No one will question that Thurston County residents, Trista and Jay Mason, lead busy lives.

Jay is a detective with the Tumwater Police Department while Trista is a stay-at-home mom for their five-year- old son Caleb. She also serves as president of the board of directors for Family Education and Support Services (FESS), which provides parenting services in Thurston, Mason and Lewis counties. Jay is the former board president. Trista also volunteers with MOPS (Mothers Of Pre-Schoolers).

Trista and Jay Mason
Jay, Calbeb and Trista Mason l-r, ” (Caleb) would tell you he wants 10 brothers and one sister,” Trista said. Photo courtesy Trista and Jay Mason

Now in their mid-40s, Jay and Trista decided in 2014 they had the background, resources and passion to become licensed foster parents. They waited until early this year to complete the process, which is not uncommon as potential foster parents weigh the changes that would come into their lives – and face paperwork that can seem daunting. They are licensed for children and infants to three years of age. In early August their first child, a 17-month-old girl, arrived at their home.

“I’ve had foster care on my heart for ten years,” Jay says. “We just want to give kids a stable environment, even if it’s just for a short period of time, a safe place, a more normal life.”

“How you were brought up is your normal,” Trista suggests. “We can provide a home that shows there can be a different normal. We can install a little bit of hope.”

The Masons live on two acres in East Olympia and first met in junior high school in Kent. Both of their families moved around a lot, but they eventually reconnected through Facebook.

Jay Mason
“We just want to give kids a stable environment,” says Jay of his decision to become a foster parent.
Photo credit: Bob Partlow

Both Trista and Jay say they have a passion for kids. Trista has a bachelor’s degree in psychology and has worked both in group homes and at a therapeutic camp in South Carolina. “That really opened my eyes to how much kids needed help. I’ve always loved kids and loved being with kids,” Trista explains.

Jay talks about what happened when he was trained on child abuse and neglect years ago and how that stuck with him.

Still, as Trista suggests, “parenting is hard work and it’s not intuitive.” That is why the Masons think having many people in their lives to help carry the load makes a big difference.

“We have amazing support all around,” Trista says. “It’s a big part of why we think foster care can work for us.”

Support can be key. Fostering Together is one of two private agencies contracted with the state of Washington to recruit and support foster parents.

They provide help and advice through support groups, Facebook and in other ways – including help navigating the daunting licensing process.

Shala Crow is program director for Fostering Together, which recruits and supports foster parents.
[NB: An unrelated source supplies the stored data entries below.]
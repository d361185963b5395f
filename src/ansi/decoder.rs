//! Resolved visual style back to style codes.
//!
//! Matching is exact: a color that is not one of the registry colors for
//! its category yields no code at all.

use crate::style::{entries, Effect, Rgb, StyleCode, StyleSet, StyleState};

/// The four rendered properties the decoder understands.
///
/// Values are kept as the raw strings a renderer reports (`"#DC322F"`,
/// `"rgb(220, 50, 47)"`, `"bold"`, `"underline dotted"`).
#[derive(Debug, Clone, PartialEq, Eq, Default)]
pub struct VisualStyle {
    pub color: Option<String>,
    pub background_color: Option<String>,
    pub font_weight: Option<String>,
    pub text_decoration: Option<String>,
}

impl VisualStyle {
    /// Parse an inline CSS declaration list such as
    /// `color: #dc322f; font-weight: bold`.
    ///
    /// Unknown properties and declarations without a colon are skipped.
    /// A later declaration of the same property wins.
    pub fn parse_css(declarations: &str) -> Self {
        let mut style = Self::default();
        for declaration in declarations.split(';') {
            let Some((property, value)) = declaration.split_once(':') else {
                continue;
            };
            let value = value.trim().to_string();
            match property.trim().to_ascii_lowercase().as_str() {
                "color" => style.color = Some(value),
                "background-color" | "background" => style.background_color = Some(value),
                "font-weight" => style.font_weight = Some(value),
                "text-decoration" | "text-decoration-line" => style.text_decoration = Some(value),
                _ => {}
            }
        }
        style
    }

    /// The rendered form of a state, using the palette colors.
    pub fn from_state(state: &StyleState) -> Self {
        let color_of = |code: Option<StyleCode>| {
            code.and_then(|c| c.entry().color())
                .map(|rgb| rgb.hex())
        };
        Self {
            color: color_of(state.foreground()),
            background_color: color_of(state.background()),
            font_weight: state.bold().then(|| "bold".to_string()),
            text_decoration: state.underline().then(|| "underline".to_string()),
        }
    }

    /// Inline CSS for this style, properties in a fixed order.
    pub fn to_css(&self) -> String {
        let mut declarations = Vec::new();
        if let Some(color) = &self.color {
            declarations.push(format!("color: {color}"));
        }
        if let Some(background) = &self.background_color {
            declarations.push(format!("background-color: {background}"));
        }
        if let Some(weight) = &self.font_weight {
            declarations.push(format!("font-weight: {weight}"));
        }
        if let Some(decoration) = &self.text_decoration {
            declarations.push(format!("text-decoration: {decoration}"));
        }
        declarations.join("; ")
    }

    pub fn is_empty(&self) -> bool {
        *self == Self::default()
    }
}

/// Recover the style codes that would render as `style`.
pub fn decode(style: &VisualStyle) -> StyleSet {
    let mut codes = StyleSet::new();

    if let Some(code) = style.color.as_deref().and_then(match_foreground) {
        codes.insert(code);
    }
    if let Some(code) = style
        .background_color
        .as_deref()
        .and_then(match_background)
    {
        codes.insert(code);
    }
    if style.font_weight.as_deref().is_some_and(is_bold_weight) {
        codes.insert(StyleCode::Bold);
    }
    if style
        .text_decoration
        .as_deref()
        .is_some_and(|d| d.to_ascii_lowercase().contains("underline"))
    {
        codes.insert(StyleCode::Underline);
    }

    codes
}

/// [`decode`] folded into a state.
pub fn decode_state(style: &VisualStyle) -> StyleState {
    StyleState::from_codes(decode(style))
}

fn is_bold_weight(weight: &str) -> bool {
    let weight = weight.trim();
    weight.eq_ignore_ascii_case("bold") || weight == "700"
}

fn match_foreground(value: &str) -> Option<StyleCode> {
    let rgb = Rgb::parse(value)?;
    entries().iter().find_map(|entry| match entry.effect {
        Effect::Foreground(color) if color == rgb => Some(entry.code),
        _ => None,
    })
}

fn match_background(value: &str) -> Option<StyleCode> {
    let rgb = Rgb::parse(value)?;
    entries().iter().find_map(|entry| match entry.effect {
        Effect::Background(color) if color == rgb => Some(entry.code),
        _ => None,
    })
}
Call 360-220-3785 for more information about becoming licensed. Photo courtesy: Shala Crow

Shala Crow, program director for Fostering Together in Western Washington, said the licensing process can be formidable but urges potential foster parents to take it one step at a time.

“It may seem overwhelming, but the outcome is the cherry on the top. Remember we are doing it for the kids,” Shala says.

Potential foster parents take a three-hour orientation class and 24 hours of initial training. Arthur Fernandez-Scarberry, a trainer with the University of Washington’s Alliance for Child Welfare Excellence, explains that potential foster parents should try to complete the necessary paperwork before completing their 24 hours of training. They can then turn in the paperwork while the rest of the process – background checks, CPR/HIV training, TB tests and a home study – are completed.

Once the paperwork is submitted, potential foster parents usually wait three to six months before they are licensed.

Interestingly, as many people enter foster care as leave every year (many stop fostering because they have adopted children through foster care). Some children are put in hotels or sleep in the lobbies of children’s administration offices until a home can be found.

Jay and Trista say the training they took in 2014 placed more emphasis on the process than on parenting skills, but a new curriculum heavily emphasizes skills foster parents will want and need. The training covers such topics as dealing with trauma and loss, understanding and managing behaviors and working as part of a team.

Foster parenting
Trista preparing to preside at the Board of Family Education and Support Services. “We can install a little bit of hope.” Photo credit: Bob Partlow

Fernandez-Scarberry says potential foster parents should consider “while you wait” training – getting training hours finished before the license and the first child arrives. Foster parents are required to take 36 additional hours of training in their first three years of service.

By state law, the number one goal when children leave their biological homes is to reunify with their parents. Trista and Jay say they strongly believe in that goal and will try to help biological parents when they can. They are also willing to adopt if that door opens.

Caleb is excited about having other children in his family. “He would tell you he wants ten brothers and one sister,” Trista says. But at his young age, he has struggled to understand foster care.

“He’s trying to understand why kids come into foster care,” Trista says.

Jay explains that foster parents can make a huge difference. And if someone cannot be a foster parent, they can support those who are.

“You’d like to save them all,” Jay says, “But you start with one or two and try to have the most positive impact on their lives that you can.”